T1RF may be acute or chronic. Unlike with T2RF where changes on the ABG (see below) can indicate chronicity, differentiating between acute and chronic T1RF on an ABG is not as straightforward. Signs of chronic hypoxaemia include polycythaemia (an increase in the red cell mass in the blood, of note most ABG machines give a haemoglobin result) and the development of cor pulmonale.

Common causes of T1RF include:

  • Pneumonia
  • COPD
  • Asthma
  • Pulmonary oedema
  • Pneumothorax
  • Pulmonary embolism
  • Obesity

T2RF

T2RF is seen in conditions that result in alveolar hypoventilation.

T2RF is characterised by hypoxaemia (PaO2 < 8 kPa) and hypercapnia (PaCO2 > 6.5 kPa). It is also referred to as hypercapnic respiratory failure. It can be either acute or chronic depending on its speed of onset and presence of compensatory mechanisms.

T2RF

Acute

Acute T2RF can present with significant hypoxaemia, electrolyte disturbances, cardiovascular instability, loss of consciousness and ultimately cardiac arrest. It is usually indicated by an acute insult (e.g. opiate overdose, or acute exacerbation of COPD) with a new respiratory acidosis and no evidence of chronic compensation (e.g. normal bicarbonate).

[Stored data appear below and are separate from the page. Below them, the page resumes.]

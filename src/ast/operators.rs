use std::cmp::Ordering;
use std::fmt;

/// Clause operators.
#[derive(Debug, Clone, Copy, PartialEq, Eq, Hash)]
pub enum Operator {
    // Comparison
    /// `equals`
    Equals,
    /// `greaterThan`
    GreaterThan,
    /// `greaterThanOrEquals` (also `greaterThanOrEqual`)
    GreaterThanOrEquals,
    /// `lessThan`
    LessThan,
    /// `lessThanOrEquals` (also `lessThanOrEqual`)
    LessThanOrEquals,

    // Membership
    /// `in [a, b, null]`
    In,

    // String
    /// `contains`
    Contains,
    /// `startsWith`
    StartsWith,
    /// `endsWith`
    EndsWith,

    // Relation quantifiers
    /// `any (child query)`
    Any,
    /// `all (child query)`
    All,
}

impl Operator {
    pub fn parse(word: &str) -> Option<Operator> {
        let op = match word {
            "equals" => Operator::Equals,
            "greaterThan" => Operator::GreaterThan,
            "greaterThanOrEquals" | "greaterThanOrEqual" => Operator::GreaterThanOrEquals,
            "lessThan" => Operator::LessThan,
            "lessThanOrEquals" | "lessThanOrEqual" => Operator::LessThanOrEquals,
            "in" => Operator::In,
            "contains" => Operator::Contains,
            "startsWith" => Operator::StartsWith,
            "endsWith" => Operator::EndsWith,
            "any" => Operator::Any,
            "all" => Operator::All,
            _ => return None,
        };
        Some(op)
    }

    /// `equals` and the four ordering comparisons.
    pub fn is_comparison(self) -> bool {
        matches!(
            self,
            Operator::Equals
                | Operator::GreaterThan
                | Operator::GreaterThanOrEquals
                | Operator::LessThan
                | Operator::LessThanOrEquals
        )
    }

    pub fn quantifier(self) -> Option<Quantifier> {
        match self {
            Operator::Any => Some(Quantifier::Any),
            Operator::All => Some(Quantifier::All),
            _ => None,
        }
    }

    /// Evaluates a comparison operator against the ordering of `value` relative to the literal.
    pub fn eval_ordering(self, ordering: Ordering) -> bool {
        match self {
            Operator::Equals => ordering == Ordering::Equal,
            Operator::GreaterThan => ordering == Ordering::Greater,
            Operator::GreaterThanOrEquals => ordering != Ordering::Less,
            Operator::LessThan => ordering == Ordering::Less,
            Operator::LessThanOrEquals => ordering != Ordering::Greater,
            _ => false,
        }
    }

    pub fn as_str(self) -> &'static str {
        match self {
            Operator::Equals => "equals",
            Operator::GreaterThan => "greaterThan",
            Operator::GreaterThanOrEquals => "greaterThanOrEquals",
            Operator::LessThan => "lessThan",
            Operator::LessThanOrEquals => "lessThanOrEquals",
            Operator::In => "in",
            Operator::Contains => "contains",
            Operator::StartsWith => "startsWith",
            Operator::EndsWith => "endsWith",
            Operator::Any => "any",
            Operator::All => "all",
        }
    }
}

impl fmt::Display for Operator {
    fn fmt(&self, f: &mut fmt::Formatter<'_>) -> fmt::Result {
        f.write_str(self.as_str())
    }
}

/// How a child predicate is applied over a relation's collection.
#[derive(Debug, Clone, Copy, PartialEq, Eq, Hash)]
pub enum Quantifier {
    /// At least one child matches; false on an empty collection.
    Any,
    /// Every child matches; vacuously true on an empty collection.
    All,
}

impl Quantifier {
    pub fn as_str(self) -> &'static str {
        match self {
            Quantifier::Any => "any",
            Quantifier::All => "all",
        }
    }
}

impl fmt::Display for Quantifier {
    fn fmt(&self, f: &mut fmt::Formatter<'_>) -> fmt::Result {
        f.write_str(self.as_str())
    }
}
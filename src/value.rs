//! Typed literal parsing.
//!
//! Literals arrive as text. The literal `null` stands for an absent value on
//! the types that allow it; everything else must parse as the field's type.

use std::str::FromStr;

use chrono::{DateTime, NaiveDate, NaiveDateTime};
use rust_decimal::Decimal;

use crate::error::{QueryError, Result};

/// The literal that stands for an absent value.
pub const NULL: &str = "null";

const DATE_TIME_FORMATS: &[&str] = &[
    "%Y-%m-%dT%H:%M:%S%.f",
    "%Y-%m-%d %H:%M:%S%.f",
    "%Y-%m-%dT%H:%M",
    "%Y-%m-%d %H:%M",
];

fn invalid(field: &str, literal: &str, expected: &'static str) -> QueryError {
    QueryError::InvalidLiteral {
        field: field.to_string(),
        literal: literal.to_string(),
        expected,
    }
}

/// Parses an integer literal, `null` yielding `None`.
pub fn parse_int(field: &str, literal: &str) -> Result<Option<i64>> {
    if literal == NULL {
        return Ok(None);
    }
    literal
        .parse::<i64>()
        .map(Some)
        .map_err(|_| invalid(field, literal, "an integer"))
}

/// Parses a decimal literal (`12`, `-0.5`, `1e3`), `null` yielding `None`.
pub fn parse_decimal(field: &str, literal: &str) -> Result<Option<Decimal>> {
    if literal == NULL {
        return Ok(None);
    }
    decimal_from_str(literal)
        .map(Some)
        .ok_or_else(|| invalid(field, literal, "a decimal"))
}

/// Decimal text, plain or in scientific notation.
pub fn decimal_from_str(text: &str) -> Option<Decimal> {
    Decimal::from_str(text)
        .or_else(|_| Decimal::from_scientific(text))
        .ok()
}

/// Parses `true`/`false` (any letter case), `null` yielding `None`.
pub fn parse_bool(field: &str, literal: &str) -> Result<Option<bool>> {
    if literal == NULL {
        return Ok(None);
    }
    if literal.eq_ignore_ascii_case("true") {
        Ok(Some(true))
    } else if literal.eq_ignore_ascii_case("false") {
        Ok(Some(false))
    } else {
        Err(invalid(field, literal, "a boolean"))
    }
}

/// Parses a date/time literal. `null` is only accepted when `nullable`.
pub fn parse_date_time(field: &str, literal: &str, nullable: bool) -> Result<Option<NaiveDateTime>> {
    if nullable && literal == NULL {
        return Ok(None);
    }
    date_time_from_str(literal)
        .map(Some)
        .ok_or_else(|| invalid(field, literal, "a date/time"))
}

/// Locale-independent date/time parsing.
///
/// Accepts RFC 3339 (converted to UTC), ISO 8601 without an offset using `T`
/// or a space as separator, with or without seconds, and bare dates
/// (midnight).
pub fn date_time_from_str(text: &str) -> Option<NaiveDateTime> {
    if let Ok(with_offset) = DateTime::parse_from_rfc3339(text) {
        return Some(with_offset.naive_utc());
    }
    for format in DATE_TIME_FORMATS {
        if let Ok(parsed) = NaiveDateTime::parse_from_str(text, format) {
            return Some(parsed);
        }
    }
    NaiveDate::parse_from_str(text, "%Y-%m-%d")
        .ok()
        .and_then(|date| date.and_hms_opt(0, 0, 0))
}

#[cfg(test)]
mod tests {
    use super::*;

    #[test]
    fn ints() {
        assert_eq!(parse_int("Age", "42"), Ok(Some(42)));
        assert_eq!(parse_int("Age", "-3"), Ok(Some(-3)));
        assert_eq!(parse_int("Age", "null"), Ok(None));
        assert!(matches!(
            parse_int("Age", "4.5"),
            Err(QueryError::InvalidLiteral { .. })
        ));
        assert!(parse_int("Age", "NULL").is_err());
    }

    #[test]
    fn decimals_accept_fractions() {
        assert_eq!(
            parse_decimal("Price", "12.75"),
            Ok(Some(Decimal::new(1275, 2)))
        );
        assert_eq!(parse_decimal("Price", "3"), Ok(Some(Decimal::from(3))));
        assert_eq!(parse_decimal("Price", "1e3"), Ok(Some(Decimal::from(1000))));
        assert_eq!(parse_decimal("Price", "null"), Ok(None));
        assert!(parse_decimal("Price", "cheap").is_err());
    }

    #[test]
    fn bools() {
        assert_eq!(parse_bool("Active", "true"), Ok(Some(true)));
        assert_eq!(parse_bool("Active", "False"), Ok(Some(false)));
        assert_eq!(parse_bool("Active", "null"), Ok(None));
        assert!(parse_bool("Active", "yes").is_err());
    }

    #[test]
    fn date_times() {
        let expected = NaiveDate::from_ymd_opt(2024, 3, 1)
            .and_then(|d| d.and_hms_opt(10, 30, 0))
            .unwrap();

        assert_eq!(date_time_from_str("2024-03-01T10:30:00"), Some(expected));
        assert_eq!(date_time_from_str("2024-03-01 10:30"), Some(expected));
        assert_eq!(date_time_from_str("2024-03-01T12:30:00+02:00"), Some(expected));
        assert_eq!(
            date_time_from_str("2024-03-01"),
            NaiveDate::from_ymd_opt(2024, 3, 1).and_then(|d| d.and_hms_opt(0, 0, 0))
        );
        assert_eq!(date_time_from_str("03/01/2024"), None);
    }

    #[test]
    fn null_date_time_only_when_nullable() {
        assert_eq!(parse_date_time("Seen", "null", true), Ok(None));
        assert!(parse_date_time("Created", "null", false).is_err());
    }
}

Common causes include acute exacerbations of obstructive lung diseases and ingestion of respiratory depressants:

  • Exacerbations of obstructive lung disease:
    • COPD (most common)
    • Severe asthma
    • Cystic fibrosis
    • Bronchiectasis
  • Respiratory depressants (e.g. opiate overdose)

Chronic

Chronic T2RF is evidenced by compensatory mechanisms seen on ABGs (or VBGs). An increase in the bicarbonate level occurs in the setting of a chronic respiratory acidosis. It often reaches values in the 30s (normal 22-26 mmol/L). Chronic respiratory acidosis may be fully compensated with a normal pH, elevated PaCO2 and significantly elevated bicarbonate level.

Causes of chronic respiratory acidosis include:

  • COPD
  • Asthma
  • Chronic neurological disorders (e.g. motor neuron disease)
  • Chronic neuromuscular disorders (e.g. myopathies)
  • Chest wall diseases
  • Obesity hypoventilation syndrome

Oxygen-induced hypercapnia

Oxygen-induced hypercapnia is thought to be primarily the result of increased V/Q mismatch and physiological dead space.

In a subset of patients with COPD, high flow oxygen during an acute exacerbation will cause oxygen-induced hypercapnia. It has long been taught that in the presence of chronic hypercapnia (for example in some COPD patients), hypoxia becomes the primary driver of ventilation. This was thought to be due to desensitisation of the respiratory centre to raised CO2. Therefore, in acute deteriorations treatment with high-flow oxygen targeting high O2 saturations would risk respiratory depression and a reduction in the minute volume.

The reality is this theory was posited several decades ago and now represents an outdated understanding of the underlying processes. Though this may lead to a rise in the PaCO2, the effect is not sufficient to explain the rise seen in clinical practice.

It is now understood that the development of oxygen-induced hypercapnia is multifactoral:

  • Increased V/Q mismatch: increased O2 administration impairs hypoxic pulmonary vasoconstriction and results in increased V/Q mismatch and physiological dead space.
  • Haldane effect: the presence of oxygen causes haemoglobin to have a reduced affinity for CO2. This results in CO2 being displaced from haemoglobin increasing the PaCO2.
  • Decreased minute ventilation (less important than the above two factors)

COPD patients who are CO2 ‘retainers’ should generally have a lower saturation target of 88-92%. For those interested in more details, a concise paper on the topic can be found: Abdo et al: Oxygen-induced hypercapnia in COPD: myths and facts.